When I was 9 years old, my father and I decided to plant a mango tree outside our house. But with every hole that we dug, we unearthed shrapnel and rusty bullet shells. That day, I realized that my hometown was rich in exotic metals despite the sterility of its stories.

Sandwiched between the Northern highlands of Waziristan and the River Kurram, my hometown, experienced the insurgency that pervaded the region between the military and the Taliban the most.

Surprisingly, I felt that the tremors of the war were felt most by my mango trees. Deep into the afternoon, alone, as I played in the shade of the tree, with every passing explosion, a succulent mango, sometimes unripe, would descend into our courtyard and crack open.

To this day, I sense a close affinity with that mango tree because it stood against the tyranny that reverberated in the province and became a symbol of resistance. It was enough to inculcate an aesthetic sensitivity in me and taught me how to retain it amidst chaos and adversity.

Earlier in my childhood, I was sent to a Madrassa (a religious school to memorize the Holy Book), a common custom in every Muslim household to introduce children to their religious roots. It proved detrimental because the madrassa culture was exclusionary for a kid like me who asked innocent questions about the common set of beliefs and practices that resulted from them.

Not only was this an unfruitful expedition, but I was also regarded as a misfit, a sort of outcast, as my family, among few, belonged to the Saraiki ethnicity and was regarded as a misfit by my madrassa fellows and the kids on the street for residing in a Pashtun neighborhood.

A common sight for me was the stone pelting I would receive when I went about my way, and with every stone hurled, they would call me names.
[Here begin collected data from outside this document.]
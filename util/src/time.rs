//! General time utility functions

use chrono;

/// Number of nanoseconds in a second
pub const NANOS_PER_SECOND: i64 = 1_000_000_000;

/// Convert a duration into a number of seconds, or `None` if overflow
pub fn duration_to_seconds(duration: chrono::Duration) -> Option<f64> {
    if let Some(ns) = duration.num_nanoseconds() {
        Some(ns as f64 / NANOS_PER_SECOND as f64)
    }
    else {
        None
    }
}

#[cfg(test)]
mod test {
    use super::*;

    #[test]
    fn test_duration_to_seconds() {
        assert_eq!(
            duration_to_seconds(chrono::Duration::milliseconds(1500)), 
            Some(1.5)
        );
        assert_eq!(duration_to_seconds(chrono::Duration::max_value()), None);
    }
}
//! # Data Store

use comms_if::tc::Tc;
use log::debug;

use crate::twist_ctrl::{DbwCmds, StatusReport};

// ---------------------------------------------------------------------------
// DATA STRUCTURES
// ---------------------------------------------------------------------------

/// Global data store for the executable.
#[derive(Default)]
pub struct DataStore {
    // Cycle management
    /// Number of cycles already executed
    pub num_cycles: u128,

    /// True if this cycle falls on a 1Hz boundary
    pub is_1_hz_cycle: bool,

    /// Elapsed session time at the start of the cycle
    pub time_s: f64,

    // Commands
    /// Twist TC to repeat every cycle, if latching is enabled.
    pub latched_twist: Option<Tc>,

    // TwistCtrl
    pub twist_ctrl_output: Option<DbwCmds>,
    pub twist_ctrl_status_rpt: StatusReport,

    // Monitoring Counters
    /// Number of consecutive cycle overruns
    pub num_consec_cycle_overruns: u64,
}

// ---------------------------------------------------------------------------
// IMPLS
// ---------------------------------------------------------------------------

impl DataStore {

    /// Perform actions required at the start of a cycle.
    ///
    /// Clears the outputs of the previous cycle, sets the 1Hz cycle flag and
    /// the cycle time.
    pub fn cycle_start(&mut self, cycle_frequency_hz: f64, time_s: f64) {
        let cycles_per_s = (cycle_frequency_hz.round() as u128).max(1);

        self.is_1_hz_cycle = self.num_cycles % cycles_per_s == 0;

        self.twist_ctrl_output = None;
        self.twist_ctrl_status_rpt = StatusReport::default();

        self.time_s = time_s;
    }

    /// Perform actions required at the end of a cycle.
    pub fn cycle_end(&mut self) {
        if self.is_1_hz_cycle {
            debug!(
                "Cycle {}: {:?}, req accel {:?} m/s^2",
                self.num_cycles,
                self.twist_ctrl_status_rpt.state,
                self.twist_ctrl_status_rpt.req_accel_mss
            );
        }

        self.num_cycles += 1;
    }

    /// Latch a twist TC so it is repeated on every following cycle.
    pub fn latch(&mut self, tc: &Tc) {
        match tc {
            Tc::Twist(_) | Tc::TwistStamped(_) | Tc::TwistLimits(_) =>
                self.latched_twist = Some(tc.clone()),
            _ => ()
        }
    }
}

#[cfg(test)]
mod test {
    use super::*;
    use comms_if::dbw::Twist;

    #[test]
    fn test_1_hz_flag() {
        let mut ds = DataStore::default();
        let mut flags = vec![];

        for _ in 0..101 {
            ds.cycle_start(50.0, 0.0);
            flags.push(ds.is_1_hz_cycle);
            ds.cycle_end();
        }

        assert_eq!(flags.iter().filter(|f| **f).count(), 3);
        assert!(flags[0] && flags[50] && flags[100]);
        assert_eq!(ds.num_cycles, 101);
    }

    #[test]
    fn test_latch_only_twists() {
        let mut ds = DataStore::default();

        ds.latch(&Tc::Enable);
        assert!(ds.latched_twist.is_none());

        let tc = Tc::Twist(Twist { linear_ms: 1.0, angular_rads: 0.0 });
        ds.latch(&tc);
        assert_eq!(ds.latched_twist, Some(tc));
    }
}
All of this crystallized in my imagination quite differently because I had heard and read stories of the prophets that they also got the same treatment from their people.

Drawing comfort as a toddler growing amidst all this, I sought refuge in the stories and poems, all under the shade of the mango trees.
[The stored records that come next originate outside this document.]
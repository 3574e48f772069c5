//! Runtime reconfiguration of TwistCtrl

// ---------------------------------------------------------------------------
// IMPORTS
// ---------------------------------------------------------------------------

use log::{info, warn};
use super::*;

// ---------------------------------------------------------------------------
// IMPLEMENTATIONS
// ---------------------------------------------------------------------------

impl TwistCtrl {

    /// Apply a new vehicle configuration.
    ///
    /// Gains, limits and the derived vehicle mass are updated. Integrators are
    /// kept, the new gains take effect from the next cycle. A wheel radius or
    /// vehicle mass which is not positive is ignored and the previous value
    /// kept.
    pub fn reconfigure(&mut self, mut config: VehicleConfig) {
        if !(config.wheel_radius_m > 0.0) {
            warn!(
                "Ignoring invalid wheel radius {} m, keeping {} m",
                config.wheel_radius_m, self.config.wheel_radius_m
            );
            config.wheel_radius_m = self.config.wheel_radius_m;
        }

        if !(config.vehicle_mass_kg > 0.0) {
            warn!(
                "Ignoring invalid vehicle mass {} kg, keeping {} kg",
                config.vehicle_mass_kg, self.config.vehicle_mass_kg
            );
            config.vehicle_mass_kg = self.config.vehicle_mass_kg;
        }

        self.vehicle_mass_adj_kg = config.vehicle_mass_kg
            - config.fuel_capacity_gal * GAS_DENSITY_KG_PER_GAL
            + PASSENGER_MASS_KG;

        self.speed_pid.set_gains(config.speed_kp, 0.0, 0.0);
        self.accel_pid.set_gains(config.accel_kp, config.accel_ki, 0.0);
        self.yaw_ctrl.set_lateral_accel_max(config.max_lat_accel_mss);

        self.config = config;

        info!(
            "TwistCtrl reconfigured: mass {:.1} kg (empty, occupied), speed kp {}, \
            accel kp {} ki {}",
            self.vehicle_mass_adj_kg,
            config.speed_kp,
            config.accel_kp,
            config.accel_ki
        );
    }

    /// Vehicle mass with an empty tank and the occupants.
    ///
    /// Units: kilograms
    pub fn vehicle_mass_adj_kg(&self) -> f64 {
        self.vehicle_mass_adj_kg
    }
}

#[cfg(test)]
mod test {
    use super::*;

    #[test]
    fn test_gains_and_mass() {
        let mut ctrl = TwistCtrl::new(Params::default()).unwrap();

        let config = VehicleConfig {
            vehicle_mass_kg: 2000.0,
            fuel_capacity_gal: 10.0,
            speed_kp: 1.5,
            accel_kp: 0.2,
            accel_ki: 0.05,
            ..VehicleConfig::default()
        };
        ctrl.reconfigure(config);

        assert_eq!(ctrl.speed_pid.gains(), (1.5, 0.0, 0.0));
        assert_eq!(ctrl.accel_pid.gains(), (0.2, 0.05, 0.0));
        assert!(
            (ctrl.vehicle_mass_adj_kg() - (2000.0 - 28.58 + 150.0)).abs() < 1e-9
        );
        assert_eq!(ctrl.config(), &config);

        // Output ranges are not touched
        assert_eq!(ctrl.accel_pid.range(), THROTTLE_PEDAL_RANGE);
    }

    #[test]
    fn test_integrators_kept() {
        let mut ctrl = TwistCtrl::new(Params::default()).unwrap();

        ctrl.speed_pid.step(0.1, 0.02);
        ctrl.accel_pid.step(0.1, 0.02);
        let speed_integral = ctrl.speed_pid.integral();
        let accel_integral = ctrl.accel_pid.integral();
        assert!(speed_integral > 0.0);

        ctrl.reconfigure(VehicleConfig { accel_ki: 0.3, ..VehicleConfig::default() });

        assert_eq!(ctrl.speed_pid.integral(), speed_integral);
        assert_eq!(ctrl.accel_pid.integral(), accel_integral);
    }

    #[test]
    fn test_invalid_values_kept() {
        let mut ctrl = TwistCtrl::new(Params::default()).unwrap();
        let default = VehicleConfig::default();

        ctrl.reconfigure(VehicleConfig {
            wheel_radius_m: 0.0,
            vehicle_mass_kg: -10.0,
            speed_kp: 3.0,
            ..default
        });

        assert_eq!(ctrl.config().wheel_radius_m, default.wheel_radius_m);
        assert_eq!(ctrl.config().vehicle_mass_kg, default.vehicle_mass_kg);
        assert_eq!(ctrl.config().speed_kp, 3.0);
    }
}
However, my ethnic dilemma — being born into a Saraiki family, learning Pashto on the street, English in school, Urdu with my father, and Persian from my teachers — saved me a lot of trouble because I could now easily blend in with people on the university campus. My affinity to learn languages also stems from the shared aesthetic values, I believe, we as humans share course through the veins and arteries of our collective literature.

To look at my world through an aesthetic prism assured my interest in literature, and later to pursue it as an undergraduate degree that now aims at a PhD in Cultural Studies and Theology.

It was through all my experiences and encounters with poems and heartbreaks that I could make sense of what lurked beyond the rustle of the trees, as literature was a soft hand made out of metaphor, sound, and meaning on whose ethereal wings I could rise up from the rubble and keep resisting.

I write to see the world from the shadow of a mango tree.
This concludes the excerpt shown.